É frequente, em toda a exposição, um jogo de sombras provocado pelas estruturas em metal, que, sinuosas sustentam esses artefactos. Bailados de linhas vão cobrindo a parede e conferindo às formas maior destaque.
Por outro lado, aludem a espaços arquitetónicos misteriosos, que habitam a nossa memória mais recôndita.
Existem pequenas entradas, ou “escavações”, que conduzem o olhar para o interior da matéria e, consequentemente para o binómio luz/sombra. Esses túneis vão abrir depois noutro lugar da peça, onde menos esperamos.
As estruturas de Rui Matos não foram feitas para serem previsíveis.
A forma como desafia o observador, e o surpreende, é liminarmente o que mais define o artista, e a sua maior coerência.
Na galeria despontam objetos que, pela sua posição no espaço, e pela ideia de ritmo, sugerem quase uma intertextualidade. Mas não é possível esquecer o que de único existe na matéria e que não pode ser traduzido em palavras. É na matéria que podemos centrar a nossa atenção. Como diria Filomena Molder é como se se tratasse apenas do que existe de concreto na matéria, digamos, a matéria que contém o seu próprio modo de comunicar, e que não pode ser descrita por palavras.
E ao longo da exposição são tantos os momentos em que a matéria dita tantas coisas que não podem ser transformadas em verbo.
E assim vão despontando as linhas, ora por meio de sombras ora por meio de luzes, ora ainda por meio de peças que evoluem no espaço e que lembram mobiliário modernista, será uma estante? E o outro mais além, uma mesa?
Serão estantes e mesas que pretendem prefigurar trocas simbólicas? Ou antes jogos semânticos que brotam da vida e do quotidiano dos homens?
Os jogos de luz e sombra perpetuam-se no espaço. Sombras próprias e sombras projetadas. Na realidade elas são, na exposição, verdadeiramente as protagonistas.
A alusão à transversalidade das disciplinas também é claramente visível. Há todo um jogo cenográfico, quer nas estruturas à escala humana quer nas pequenas maquetes coloridas que se fixam à parede.

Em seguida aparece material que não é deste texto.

/// Priority classes, most urgent first
#[derive(Debug, Clone, Copy, PartialEq, Eq, PartialOrd, Ord, Hash, Serialize)]
#[serde(rename_all = "snake_case")]
pub enum PriorityClass {
    Live,
    PendingFinalization,
    Stale,
    Discovered,
}

impl PriorityClass {
    fn weight(&self) -> f64 {
        match self {
            PriorityClass::Live => 3.0,
            PriorityClass::PendingFinalization => 2.0,
            PriorityClass::Stale => 1.0,
            PriorityClass::Discovered => 0.0,
        }
    }
}

#[derive(Debug, Clone, Copy, PartialEq, Eq, Serialize)]
#[serde(rename_all = "snake_case")]
pub enum TargetState {
    Pending,
    InFlight,
}

/// Identity of a target
pub type TargetKey = (String, TargetKind, String);

#[derive(Debug, Clone, Serialize)]
pub struct ScrapeTarget {
    pub source: String,
    pub kind: TargetKind,
    pub external_ref: String,
    pub priority: PriorityClass,
    pub next_eligible: DateTime<Utc>,
    pub attempts: u32,
    pub state: TargetState,
    /// When the entity was last known to change; drives the decay bonus
    pub observed_at: DateTime<Utc>,
    /// A completed match has had its finalization re-fetch
    pub finalized: bool,
}

impl ScrapeTarget {
    pub fn new(
        source: &str,
        kind: TargetKind,
        external_ref: &str,
        priority: PriorityClass,
        now: DateTime<Utc>,
    ) -> Self {
        Self {
            source: source.to_string(),
            kind,
            external_ref: external_ref.to_string(),
            priority,
            next_eligible: now,
            attempts: 0,
            state: TargetState::Pending,
            observed_at: now,
            finalized: false,
        }
    }

    pub fn key(&self) -> TargetKey {
        (self.source.clone(), self.kind, self.external_ref.clone())
    }

    fn score(&self, now: DateTime<Utc>, half_life_hours: f64) -> f64 {
        let age_hours = (now - self.observed_at).num_seconds().max(0) as f64 / 3600.0;
        self.priority.weight() + 1.0 / (1.0 + age_hours / half_life_hours)
    }
}

/// Targets issued together
#[derive(Debug, Clone)]
pub struct Batch {
    pub seq: u64,
    pub targets: Vec<ScrapeTarget>,
}

/// How a fetch attempt ended
#[derive(Debug, Clone, Copy, PartialEq, Eq)]
pub enum FetchOutcome {
    /// Page fetched and processed; the match status seen, if any
    Succeeded { match_status: Option<MatchStatus> },
    Failed(ErrorClass),
    /// Not completed because of shutdown
    Abandoned,
}

#[derive(Debug, Clone)]
struct SourceState {
    policy: BackoffPolicy,
    delay: Option<Duration>,
    paused_until: Option<DateTime<Utc>>,
}

impl SourceState {
    fn escalate(&mut self, steps: usize) -> Duration {
        for _ in 0..steps {
            self.delay = Some(self.policy.next(self.delay));
        }
        self.delay.unwrap_or_else(|| self.policy.initial())
    }
}

/// Per-source view for the status report
#[derive(Debug, Clone, Serialize)]
pub struct SourceBacklog {
    pub source: String,
    pub pending: usize,
    pub in_flight: usize,
    pub current_delay_ms: Option<u64>,
    pub paused_until: Option<DateTime<Utc>>,
}

struct State {
    targets: HashMap<TargetKey, ScrapeTarget>,
    sources: HashMap<String, SourceState>,
    seq: u64,
}

pub struct Scheduler {
    config: SchedulerConfig,
    state: Mutex<State>,
}

fn secs(n: u64) -> ChronoDuration {
    ChronoDuration::seconds(n as i64)
}
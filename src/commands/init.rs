//! Init command implementation

use crate::config::Config;
use crate::error::{Error, Result};
use crate::store::Store;
use std::path::PathBuf;
use tracing::info;

/// Alias table written next to a fresh config
const ALIAS_TEMPLATE: &str = r#"# Alternate names mapped to the canonical display name.
# Matching ignores case.

[teams]
# "GEN" = "Gen.G"

[players]
# "tenz" = "TenZ"
"#;

/// What `init` created
#[derive(Debug, Clone)]
pub struct InitReport {
    pub config_path: PathBuf,
    pub db_path: PathBuf,
    pub alias_path: PathBuf,
}

/// Write a default config, an alias table template, and an empty database
pub async fn cmd_init(base_dir: Option<PathBuf>, force: bool) -> Result<InitReport> {
    let mut config = Config::default();
    config.init_paths(base_dir);

    if config.paths.config_file.exists() && !force {
        return Err(Error::Config(format!(
            "Config already exists at {}. Use --force to overwrite.",
            config.paths.config_file.display()
        )));
    }

    let alias_path = PathBuf::from("aliases.toml");
    for source in &mut config.sources {
        source.alias_table = Some(alias_path.clone());
    }
    let alias_path = config.paths.base_dir.join(alias_path);

    std::fs::create_dir_all(&config.paths.base_dir)?;
    std::fs::create_dir_all(&config.paths.snapshot_dir)?;
    if !alias_path.exists() {
        std::fs::write(&alias_path, ALIAS_TEMPLATE)?;
    }
    config.save()?;

    Store::new(&config.paths.db_file).await?;
    info!("Initialized database at {:?}", config.paths.db_file);

    Ok(InitReport {
        config_path: config.paths.config_file.clone(),
        db_path: config.paths.db_file.clone(),
        alias_path,
    })
}
//! Framestamp Player
//!
//! Looping playback on top of an abstract decoder/display surface.
//!
//! - [`PlaybackStateMachine`] owns every state transition and the buffering
//!   policy.
//! - [`Player`] drives a [`PlaybackBackend`], rewinds and pauses at the end
//!   of each pass, and reports to a weakly held [`PlayerObserver`].
//! - [`AudioFocusController`] is acquired before playback and released at
//!   the end of each pass.

pub mod backend;
pub mod player;
pub mod state;

pub use backend::{AudioFocusController, NoopAudioFocus, PlaybackBackend, PlayerObserver};
pub use player::{Player, LOOP_REWIND_SECS};
pub use state::{PlaybackEvent, PlaybackState, PlaybackStateMachine, DEFAULT_RESUME_THRESHOLD_SECS};
impl FrameCompositor {
    pub fn new(composition: VideoComposition) -> FramestampResult<Self> {
        composition
            .validate()
            .map_err(|e| FramestampError::configuration(e.to_string()))?;
        let (width, height) = composition.render_size.to_pixels();
        let inverses = composition
            .instructions
            .iter()
            .map(|i| i.layers.iter().map(|l| l.transform.inverted()).collect())
            .collect();
        Ok(Self {
            composition,
            width,
            height,
            inverses,
        })
    }

    pub fn composition(&self) -> &VideoComposition {
        &self.composition
    }

    pub fn dimensions(&self) -> (u32, u32) {
        (self.width, self.height)
    }

    /// A black canvas of the render size.
    pub fn make_canvas(&self) -> PixelBuffer {
        PixelBuffer::new(self.width, self.height)
    }

    /// Render the frame at `time` from `sources` into `canvas`.
    pub fn compose(
        &self,
        time: MediaTime,
        sources: &[(TrackId, &PixelBuffer)],
        canvas: &mut PixelBuffer,
    ) -> FramestampResult<()> {
        if canvas.width() != self.width || canvas.height() != self.height {
            return Err(FramestampError::pump_failure(format!(
                "canvas is {}x{}, composition renders {}x{}",
                canvas.width(),
                canvas.height(),
                self.width,
                self.height
            )));
        }
        canvas.fill([0, 0, 0, 255]);

        let Some(index) = self
            .composition
            .instructions
            .iter()
            .position(|i| i.time_range.contains(time))
        else {
            return Ok(());
        };
        let instruction = &self.composition.instructions[index];
        let progress = instruction.progress_at(time);

        // Earlier layers sit on top, so paint back to front.
        let mut painted_any = false;
        for (layer, inverse) in instruction
            .layers
            .iter()
            .zip(&self.inverses[index])
            .rev()
        {
            let Some(inverse) = inverse else {
                continue;
            };
            let Some((_, source)) = sources.iter().find(|(id, _)| *id == layer.track_id) else {
                continue;
            };
            let opacity = layer.opacity.at(progress);
            if opacity <= 0.0 {
                continue;
            }

            let direct = !painted_any
                && opacity >= 1.0
                && layer.transform.is_identity()
                && source.same_geometry(canvas);
            if direct {
                canvas.data_mut().copy_from_slice(source.data());
            } else {
                draw_layer(canvas, source, inverse, opacity);
            }
            painted_any = true;
        }

        if let Some(overlay) = &self.composition.overlay {
            draw_overlay(canvas, overlay);
        }
        Ok(())
    }
}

E que lembram um projeto mais antigo de Nuno Matos Thinking another scale. Nelas podemos construir enredos e imaginar narrativas. Ver personagens a pequena escala, a movimentarem-se e a gesticularem dando corpo a um drama ou uma história insolúvel. As paletas de cores das esculturas também nos deixam ambivalências sobre se se trata de pinturas ou objetos tridimensionais. Não fossemos leitores outrora ávidos de Clement Greenberg, ficaríamos confusos e com poucas ferramentas para deslindar o mistério.
Existe, inclusivamente um grupo de peças penduradas nas paredes que varia consoante as cores aplicadas.
Somos, por isso, estimulados a deslocar do imaginário do desenho puro para o imaginário arquitetónico, do arquitetónico para o escultórico, do escultórico para o cenográfico, do cenográfico para o pictórico, do pictórico para o arquitetónico/escultórico, e assim sucessivamente, e de uma forma absolutamente ágil, e sem qualquer constrangimento.
Era Tinguely, o artista das esculturas Métamatics, que dizia: “Il n’y a pas d’immobilite. (…) Cessez toute resistance au changement”. As superfícies pintadas de Rui Matos, ou as peças Configurações e Tell me stories, entre outras, evocam precisamente essa fluidez interdisciplinar.
As obras mais recentes do artista parecem, ainda, evocar a música, e o discípulo de Stockhausen, o compositor do séc. XX Cornellius Cardew, e a sua obra Treatise (1961), com as suas impressionantes partituras gráficas. Cornellius apelava à improvisação e ao sentimento de liberdade na interpretação da sua obra. Também podemos evocar Ponty, que, um certo dia, ilustrando este pensamento, terá dito: “a objetividade absoluta é um mero sonho”.
A Sequência dos Dias, de Rui Matos está patente na Sociedade Nacional de Belas Artes até 15 de outubro.